In mathematics, a D-module is a module over a ring D of differential operators. The major interest of such D-modules is as an approach to the theory of linear partial differential equations. Since around 1970, D-module theory has been built up, mainly as a response to the ideas of Mikio Sato on algebraic analysis, and expanding on the work of Sato and Joseph Bernstein on the Bernstein-Sato polynomial.

Early major results were the Kashiwara constructibility theorem and Kashiwara index theorem of Masaki Kashiwara. The methods of D-module theory have always been drawn from sheaf theory and other techniques with inspiration from the work of Alexander Grothendieck in algebraic geometry. The approach is global in character, and differs from the functional analysis techniques traditionally used to study differential operators. The strongest results are obtained for over-determined systems (holonomic systems), and on the characteristic variety cut out by the symbols, in the good case for which it is a Lagrangian submanifold of the cotangent bundle of maximal dimension (involutive systems). The techniques were taken up from the side of the Grothendieck school by Zoghman Mebkhout, who obtained a general, derived category version of the Riemann-Hilbert correspondence in all dimensions.

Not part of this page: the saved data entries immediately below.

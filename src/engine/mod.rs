//! Structural audit engine
//!
//! Pipeline: integer -> residue mapper -> feature operator -> trace
//! extractor -> trace. Batch traces feed the baseline engine, whose output
//! combines with each trace into an anomaly score, which the classifier
//! maps to a label. `AuditEngine` is the orchestrator and the only entry
//! point the transport layer consumes.
//!
//! The engine is pure: no I/O, no logger setup, no mutable state beyond the
//! read-only configuration fixed at construction. Classifications are
//! heuristic statistical opinions, never cryptographic verdicts.

pub mod baseline;
pub mod classify;
pub mod descriptor;
pub mod features;
pub mod report;
pub mod sanity;
pub mod trace;

use num_bigint::BigUint;
use thiserror::Error;
use uuid::Uuid;

use self::baseline::{BaselineMode, EmpiricalBaseline};
use self::classify::Classification;
use self::descriptor::StructuralDescriptor;
use self::features::FeatureVector;
use self::report::{AuditOptions, AuditReport, BaselineSummary, ItemResult};
use self::trace::TraceWeights;

/// Version tag stamped into every report.
pub const ENGINE_VERSION: &str = concat!("modaudit/", env!("CARGO_PKG_VERSION"));

/// Maximum batch size per audit call.
pub const MAX_BATCH_SIZE: usize = 10;
pub const SENSITIVITY_MIN: f64 = 0.1;
pub const SENSITIVITY_MAX: f64 = 5.0;

#[derive(Debug, Error)]
pub enum EngineError {
    #[error("invalid input: {0}")]
    InputValidation(String),

    #[error("batch must not be empty")]
    EmptyBatch,

    #[error("batch size {0} exceeds maximum {}", MAX_BATCH_SIZE)]
    BatchTooLarge(usize),

    #[error("sensitivity {0} outside [{}, {}]", SENSITIVITY_MIN, SENSITIVITY_MAX)]
    SensitivityOutOfRange(f64),

    #[error("modulus list must not be empty")]
    EmptyModuli,
}

/// Immutable engine configuration, fixed at construction.
#[derive(Debug, Clone)]
pub struct EngineConfig {
    pub moduli: Vec<u64>,
    pub mode: BaselineMode,
    pub target_bits: u64,
}

impl Default for EngineConfig {
    fn default() -> Self {
        Self {
            moduli: descriptor::DEFAULT_MODULI.to_vec(),
            mode: BaselineMode::Empirical,
            target_bits: 2048,
        }
    }
}

/// Single-item diagnostic record for the `compute` operation.
#[derive(Debug, Clone, serde::Serialize)]
pub struct Computation {
    pub number: String,
    pub descriptor: StructuralDescriptor,
    pub features: FeatureVector,
    pub trace: f64,
}

enum ItemOutcome {
    Scored { trace: f64 },
    Rejected { reasons: Vec<&'static str> },
}

struct PreparedItem {
    number: String,
    bit_length: u64,
    outcome: ItemOutcome,
}

/// The audit orchestrator.
pub struct AuditEngine {
    config: EngineConfig,
}

impl AuditEngine {
    pub fn new(config: EngineConfig) -> Result<Self, EngineError> {
        if config.moduli.is_empty() {
            return Err(EngineError::EmptyModuli);
        }
        if let Some(&m) = config.moduli.iter().find(|&&m| m < 2) {
            return Err(EngineError::InputValidation(format!(
                "modulus {} is not a valid modulus",
                m
            )));
        }
        Ok(Self { config })
    }

    pub fn config(&self) -> &EngineConfig {
        &self.config
    }

    fn weights(&self) -> &'static TraceWeights {
        match self.config.mode {
            BaselineMode::Empirical => &trace::EMPIRICAL_WEIGHTS,
            BaselineMode::Calibrated => &trace::CALIBRATED_WEIGHTS,
        }
    }

    /// Single-item evaluation: descriptor, features and trace for one
    /// integer. Usable for diagnostics; never consults batch state.
    pub fn compute(&self, n: &BigUint) -> Result<Computation, EngineError> {
        let normalized = descriptor::normalize(n)?;
        let d = descriptor::map(&normalized, &self.config.moduli)?;
        let f = features::reduce(&d, self.config.target_bits);
        let t = trace::extract(&f, self.weights());
        if !t.is_finite() {
            return Err(EngineError::InputValidation(format!(
                "trace for {} is not finite",
                n
            )));
        }
        Ok(Computation {
            number: n.to_string(),
            descriptor: d,
            features: f,
            trace: t,
        })
    }

    /// Batch evaluation: validates bounds, runs the pipeline over every
    /// integer, derives the baseline, scores and classifies, and assembles
    /// the report in input order. Fails atomically on the first invalid
    /// input; sanity-filter rejections are outcomes, not errors.
    pub fn audit(
        &self,
        numbers: &[BigUint],
        options: &AuditOptions,
    ) -> Result<AuditReport, EngineError> {
        if numbers.is_empty() {
            return Err(EngineError::EmptyBatch);
        }
        if numbers.len() > MAX_BATCH_SIZE {
            return Err(EngineError::BatchTooLarge(numbers.len()));
        }
        let sensitivity = options.sensitivity;
        if !sensitivity.is_finite() || !(SENSITIVITY_MIN..=SENSITIVITY_MAX).contains(&sensitivity) {
            return Err(EngineError::SensitivityOutOfRange(sensitivity));
        }

        let prepared = numbers
            .iter()
            .map(|n| self.prepare(n))
            .collect::<Result<Vec<_>, _>>()?;

        let (baseline_summary, results) = match self.config.mode {
            BaselineMode::Empirical => self.score_empirical(&prepared, sensitivity)?,
            BaselineMode::Calibrated => (
                BaselineSummary::Calibrated {
                    bit_length_floor: sanity::MIN_MODULUS_BITS,
                    deviation_coefficient: baseline::CALIBRATED_DEVIATION_COEFFICIENT,
                },
                self.score_calibrated(&prepared, sensitivity),
            ),
        };

        Ok(AuditReport {
            report_id: Uuid::new_v4(),
            version: ENGINE_VERSION.to_string(),
            generated_at: chrono::Utc::now(),
            mode: self.config.mode,
            sensitivity,
            annotation_threshold: options.annotation_threshold,
            baseline: baseline_summary,
            results,
        })
    }

    fn prepare(&self, n: &BigUint) -> Result<PreparedItem, EngineError> {
        let normalized = descriptor::normalize(n)?;
        let d = descriptor::map(&normalized, &self.config.moduli)?;

        if self.config.mode == BaselineMode::Calibrated {
            let decimal = normalized.to_str_radix(10);
            let reasons = sanity::check(&d, &decimal);
            if !reasons.is_empty() {
                return Ok(PreparedItem {
                    number: n.to_string(),
                    bit_length: d.bit_length,
                    outcome: ItemOutcome::Rejected { reasons },
                });
            }
        }

        let f = features::reduce(&d, self.config.target_bits);
        let t = trace::extract(&f, self.weights());
        if !t.is_finite() {
            // a non-finite trace would corrupt the batch baseline
            return Err(EngineError::InputValidation(format!(
                "trace for {} is not finite",
                n
            )));
        }
        Ok(PreparedItem {
            number: n.to_string(),
            bit_length: d.bit_length,
            outcome: ItemOutcome::Scored { trace: t },
        })
    }

    fn score_empirical(
        &self,
        items: &[PreparedItem],
        sensitivity: f64,
    ) -> Result<(BaselineSummary, Vec<ItemResult>), EngineError> {
        let traces: Vec<f64> = items
            .iter()
            .filter_map(|i| match i.outcome {
                ItemOutcome::Scored { trace } => Some(trace),
                ItemOutcome::Rejected { .. } => None,
            })
            .collect();

        // the sanity filter never runs in empirical mode, so a non-empty
        // batch always yields at least one trace
        let fitted = EmpiricalBaseline::fit(&traces).ok_or(EngineError::EmptyBatch)?;

        let results = items
            .iter()
            .map(|item| match &item.outcome {
                ItemOutcome::Scored { trace } => {
                    let score =
                        baseline::anomaly_score(*trace, fitted.mean, fitted.stdev, sensitivity);
                    scored_result(item, *trace, score)
                }
                ItemOutcome::Rejected { reasons } => rejected_result(item, reasons),
            })
            .collect();

        Ok((BaselineSummary::Empirical(fitted), results))
    }

    fn score_calibrated(&self, items: &[PreparedItem], sensitivity: f64) -> Vec<ItemResult> {
        items
            .iter()
            .map(|item| match &item.outcome {
                ItemOutcome::Scored { trace } => {
                    let reference = baseline::expected_trace(item.bit_length);
                    let deviation = baseline::expected_deviation(item.bit_length);
                    let score = baseline::anomaly_score(*trace, reference, deviation, sensitivity);
                    scored_result(item, *trace, score)
                }
                ItemOutcome::Rejected { reasons } => rejected_result(item, reasons),
            })
            .collect()
    }
}

fn scored_result(item: &PreparedItem, trace: f64, score: f64) -> ItemResult {
    let classification = classify::classify(score);
    item_result(item, Some(trace), Some(score), &classification, &[])
}

fn rejected_result(item: &PreparedItem, reasons: &[&'static str]) -> ItemResult {
    let classification = classify::rejected();
    item_result(item, None, None, &classification, reasons)
}

fn item_result(
    item: &PreparedItem,
    trace: Option<f64>,
    score: Option<f64>,
    classification: &Classification,
    reasons: &[&'static str],
) -> ItemResult {
    ItemResult {
        number: item.number.clone(),
        bit_length: item.bit_length,
        trace,
        score,
        label: classification.label,
        note: classification.note.to_string(),
        reasons: reasons.iter().map(|r| r.to_string()).collect(),
        summary: classify::summary_line(&item.number, classification),
    }
}
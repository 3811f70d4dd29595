//! Trace extractor
//!
//! Collapses a feature vector into the single scalar trace. The extraction
//! is a branch-free dot product so a given feature vector always yields the
//! same trace regardless of its batch peers.

use super::features::FeatureVector;

/// Fixed per-mode weights over the feature vector.
#[derive(Debug, Clone, Copy)]
pub struct TraceWeights {
    pub mean: f64,
    pub stdev: f64,
    pub entropy: f64,
    pub symmetry: f64,
    pub dispersion: f64,
    pub scale_curve: f64,
    pub bit_shortfall: f64,
    pub decimal_entropy_penalty: f64,
    pub digit_diversity_penalty: f64,
}

/// Batch-relative mode: residue statistics dominate, magnitude and penalty
/// terms are zeroed.
pub const EMPIRICAL_WEIGHTS: TraceWeights = TraceWeights {
    mean: 1.0,
    stdev: 0.5,
    entropy: 4.0,
    symmetry: 0.25,
    dispersion: 1.5,
    scale_curve: 0.0,
    bit_shortfall: 0.0,
    decimal_entropy_penalty: 0.0,
    digit_diversity_penalty: 0.0,
};

/// Calibrated mode: the trace tracks the closed-form magnitude curve, with
/// penalty terms pushing constructed inputs off it.
pub const CALIBRATED_WEIGHTS: TraceWeights = TraceWeights {
    mean: 0.0,
    stdev: 0.0,
    entropy: 1.5,
    symmetry: 0.0,
    dispersion: 0.0,
    scale_curve: 1.0,
    bit_shortfall: 40.0,
    decimal_entropy_penalty: 25.0,
    digit_diversity_penalty: 15.0,
};

/// Weighted sum of the feature fields.
pub fn extract(features: &FeatureVector, weights: &TraceWeights) -> f64 {
    weights.mean * features.mean
        + weights.stdev * features.stdev
        + weights.entropy * features.entropy
        + weights.symmetry * features.symmetry
        + weights.dispersion * features.dispersion
        + weights.scale_curve * features.scale_curve
        + weights.bit_shortfall * features.bit_shortfall
        + weights.decimal_entropy_penalty * features.decimal_entropy_penalty
        + weights.digit_diversity_penalty * features.digit_diversity_penalty
}

#[cfg(test)]
mod tests {
    use super::*;

    fn features() -> FeatureVector {
        FeatureVector {
            mean: 10.0,
            stdev: 4.0,
            entropy: 0.9,
            symmetry: 2.0,
            dispersion: 0.4,
            scale_curve: 120.0,
            bit_shortfall: 0.25,
            decimal_entropy_penalty: 0.05,
            digit_diversity_penalty: 0.1,
        }
    }

    #[test]
    fn test_extract_is_a_plain_dot_product() {
        let f = features();
        let t = extract(&f, &EMPIRICAL_WEIGHTS);
        let by_hand = 1.0 * 10.0 + 0.5 * 4.0 + 4.0 * 0.9 + 0.25 * 2.0 + 1.5 * 0.4;
        assert!((t - by_hand).abs() < 1e-12);
    }

    #[test]
    fn test_extract_is_deterministic() {
        let f = features();
        let a = extract(&f, &CALIBRATED_WEIGHTS);
        let b = extract(&f, &CALIBRATED_WEIGHTS);
        assert_eq!(a.to_bits(), b.to_bits());
    }

    #[test]
    fn test_calibrated_weights_track_the_scale_curve() {
        // with zero penalties and zero entropy the calibrated trace is the
        // magnitude term itself
        let f = FeatureVector {
            mean: 13.0,
            stdev: 9.0,
            entropy: 0.0,
            symmetry: 1.0,
            dispersion: 0.7,
            scale_curve: 10_000.0,
            bit_shortfall: 0.0,
            decimal_entropy_penalty: 0.0,
            digit_diversity_penalty: 0.0,
        };
        assert!((extract(&f, &CALIBRATED_WEIGHTS) - 10_000.0).abs() < 1e-9);
    }
}
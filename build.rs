use std::env;
use std::process::Command;
use std::time::{SystemTime, UNIX_EPOCH};

fn main() {
    println!("cargo:rerun-if-changed=build.rs");
    println!("cargo:rerun-if-changed=.git/HEAD");
    println!("cargo:rerun-if-changed=.git/index");
    println!("cargo:rerun-if-env-changed=SOURCE_DATE_EPOCH");

    let revision = match git(&["rev-parse", "--short=10", "HEAD"]) {
        Some(sha) if has_local_changes() => format!("{sha}-dirty"),
        Some(sha) => sha,
        None => "unknown".to_string(),
    };
    println!("cargo:rustc-env=LLMKIT_GIT_SHA={revision}");
    println!("cargo:rustc-env=LLMKIT_BUILD_TS={}", build_epoch());
}

/// Trimmed stdout of a successful, non-empty git invocation.
fn git(args: &[&str]) -> Option<String> {
    let output = Command::new("git").args(args).output().ok()?;
    if !output.status.success() {
        return None;
    }
    let text = String::from_utf8(output.stdout).ok()?;
    let text = text.trim();
    (!text.is_empty()).then(|| text.to_string())
}

fn has_local_changes() -> bool {
    git(&["status", "--porcelain", "--untracked-files=no"]).is_some()
}

// Reproducible builds pin the timestamp through SOURCE_DATE_EPOCH.
fn build_epoch() -> u64 {
    env::var("SOURCE_DATE_EPOCH")
        .ok()
        .and_then(|value| value.trim().parse().ok())
        .unwrap_or_else(|| {
            SystemTime::now()
                .duration_since(UNIX_EPOCH)
                .map(|elapsed| elapsed.as_secs())
                .unwrap_or_default()
        })
}
use std::path::PathBuf;

use clap::{Args, Subcommand};

use crate::config;

#[derive(Debug, Args, Clone)]
pub struct ConfigArgs {
    #[command(subcommand)]
    command: ConfigSubcommand,
}

#[derive(Debug, Subcommand, Clone)]
enum ConfigSubcommand {
    /// Parse and validate the settings file
    Check {
        #[arg(long, value_name = "PATH")]
        config: Option<PathBuf>,
    },
}

pub fn run(args: ConfigArgs) -> Result<(), String> {
    match args.command {
        ConfigSubcommand::Check { config: explicit } => {
            dotenv::dotenv().ok();
            let path =
                config::validate_config(explicit.as_deref()).map_err(|err| err.to_string())?;
            println!("config OK: {}", path.display());
            Ok(())
        }
    }
}
//! Model listing for a local Ollama server.

use std::env;

use serde::Deserialize;
use serde_json::Value;
use tracing::debug;

use crate::selection::SelectionError;

pub const DEFAULT_OLLAMA_HOST: &str = "http://127.0.0.1:11434";

/// One installed model as reported by `GET /api/tags`. Other metadata is
/// ignored.
#[derive(Debug, Clone, PartialEq, Eq, Deserialize)]
pub struct LocalModel {
    pub model: String,
}

impl LocalModel {
    pub fn new(model: impl Into<String>) -> Self {
        Self {
            model: model.into(),
        }
    }
}

#[derive(Debug, Clone)]
pub struct OllamaClient {
    host: String,
    http: reqwest::Client,
}

impl OllamaClient {
    pub fn new(host: impl AsRef<str>) -> Self {
        Self {
            host: normalize_host(host.as_ref()),
            http: reqwest::Client::new(),
        }
    }

    /// Uses the configured host, then `OLLAMA_HOST`, then the local default.
    pub fn from_settings(configured: Option<&str>) -> Self {
        let from_env = env::var("OLLAMA_HOST").ok();
        let host = configured
            .or(from_env.as_deref())
            .map(str::trim)
            .filter(|host| !host.is_empty())
            .unwrap_or(DEFAULT_OLLAMA_HOST);
        Self::new(host)
    }

    pub fn host(&self) -> &str {
        &self.host
    }

    /// Lists installed models.
    ///
    /// A body without a `models` field and an empty list are reported as
    /// their own error variants so callers can treat them as soft failures.
    pub async fn list_models(&self) -> Result<Vec<LocalModel>, SelectionError> {
        let url = format!("{}/api/tags", self.host);
        debug!(%url, "listing local models");

        let response = self
            .http
            .get(&url)
            .send()
            .await
            .map_err(|source| SelectionError::Unreachable {
                host: self.host.clone(),
                source,
            })?;

        if !response.status().is_success() {
            let status = response.status();
            let body = response.text().await.unwrap_or_default();
            return Err(SelectionError::Api { status, body });
        }

        let mut body: Value = response
            .json()
            .await
            .map_err(|err| SelectionError::Malformed(err.to_string()))?;

        if body.get("models").is_none_or(Value::is_null) {
            return Err(SelectionError::MissingModels { raw: body });
        }
        let models: Vec<LocalModel> = serde_json::from_value(body["models"].take())
            .map_err(|err| SelectionError::Malformed(err.to_string()))?;

        debug!(count = models.len(), "local models listed");
        if models.is_empty() {
            return Err(SelectionError::NoModels);
        }
        Ok(models)
    }
}

fn normalize_host(host: &str) -> String {
    let host = host.trim().trim_end_matches('/');
    if host.contains("://") {
        host.to_string()
    } else {
        format!("http://{host}")
    }
}
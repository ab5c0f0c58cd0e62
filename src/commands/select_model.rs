use std::io::{self, IsTerminal};
use std::path::PathBuf;

use clap::Args;
use owo_colors::OwoColorize;
use tracing::{debug, warn};

use crate::commands::{CommonArgs, prepare};
use crate::rchain::ollama::OllamaClient;
use crate::selection::{CONFIG_FILE_NAME, ConsoleSelector, SelectionError, select_and_save};

#[derive(Debug, Args, Clone)]
pub struct SelectModelArgs {
    #[command(flatten)]
    pub common: CommonArgs,
    /// Where to write the selection
    #[arg(long, value_name = "PATH", default_value = CONFIG_FILE_NAME)]
    pub output: PathBuf,
}

/// Runs the interactive selection. Every failure is printed and the
/// command still succeeds.
pub async fn run(args: SelectModelArgs) -> Result<(), String> {
    let settings = prepare(&args.common)?;
    let ollama = OllamaClient::from_settings(settings.ollama.host.as_deref());
    let color = io::stdout().is_terminal();

    println!("Fetching available Ollama models...");

    let mut selector = ConsoleSelector::stdio();
    let result = select_and_save(&ollama, &mut selector, &args.output).await;
    if let Err(err) = &result {
        if err.is_soft() {
            debug!(host = ollama.host(), reason = %err, "nothing to select");
        } else {
            warn!(host = ollama.host(), error = %err, "model selection failed");
        }
    }

    match result {
        Ok((_, rendered)) => {
            println!("\nConfiguration saved to {}:", args.output.display());
            println!("{rendered}");
        }
        Err(SelectionError::MissingModels { raw }) => {
            print_error("Error: 'models' key not found in response from Ollama.", color);
            println!("Full response: {raw}");
        }
        Err(SelectionError::NoModels) => {
            println!("No local Ollama models found.");
            println!("Please pull a model first, for example: ollama pull gemma:2b");
        }
        Err(err) => {
            print_error(&format!("An error occurred: {err}"), color);
            println!("Please ensure the Ollama service is running.");
        }
    }

    Ok(())
}

fn print_error(message: &str, color: bool) {
    if color {
        println!("{}", message.red());
    } else {
        println!("{message}");
    }
}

## Introduction: modules over the Weyl algebra

The first case of algebraic D-modules are modules over the Weyl algebra An(K) over a field K of characteristic zero. It is the algebra consisting of polynomials in the following variables

x1, ..., xn, ∂1, ..., ∂n.

where all of the variables xi and ∂j commute with each other, but the commutator

[∂i, xi] = ∂ixi − xii = 1.

For any polynomial f(x1, ..., xn), this implies the relation

[∂i, f] = ∂f / ∂xi,

thereby relating the Weyl algebra to differential equations.

An (algebraic) D-module is, by definition, a left module over the ring An(K). Examples for D-moduels include the Weyl algebra itself (acting on itself by left multiplication), the (commutative) polynomial ring K[x1, ..., xn], where xi acts by multiplication and ∂j acts by partial differentiation with respect to xj and, in a similar vein, the ring $\mathcal O(\mathbf C^n)$ of holomorphic functions on Cn, the complex plane.

Given some differential operator P = an(x) ∂n + a1(x) ∂1 + a0(x), where x is a complex variable, ai(x) are polynomials, the quotient module M = A1(C)/A1(C)P is closely linked to space of solutions of the differential equation

P f = 0,

where f is some holomorphic function in C, say. The vector space consisting of the solutions of that equation is given by the space of homomorphisms of D-modules $Hom (M, \mathcal O(\mathbf C))$.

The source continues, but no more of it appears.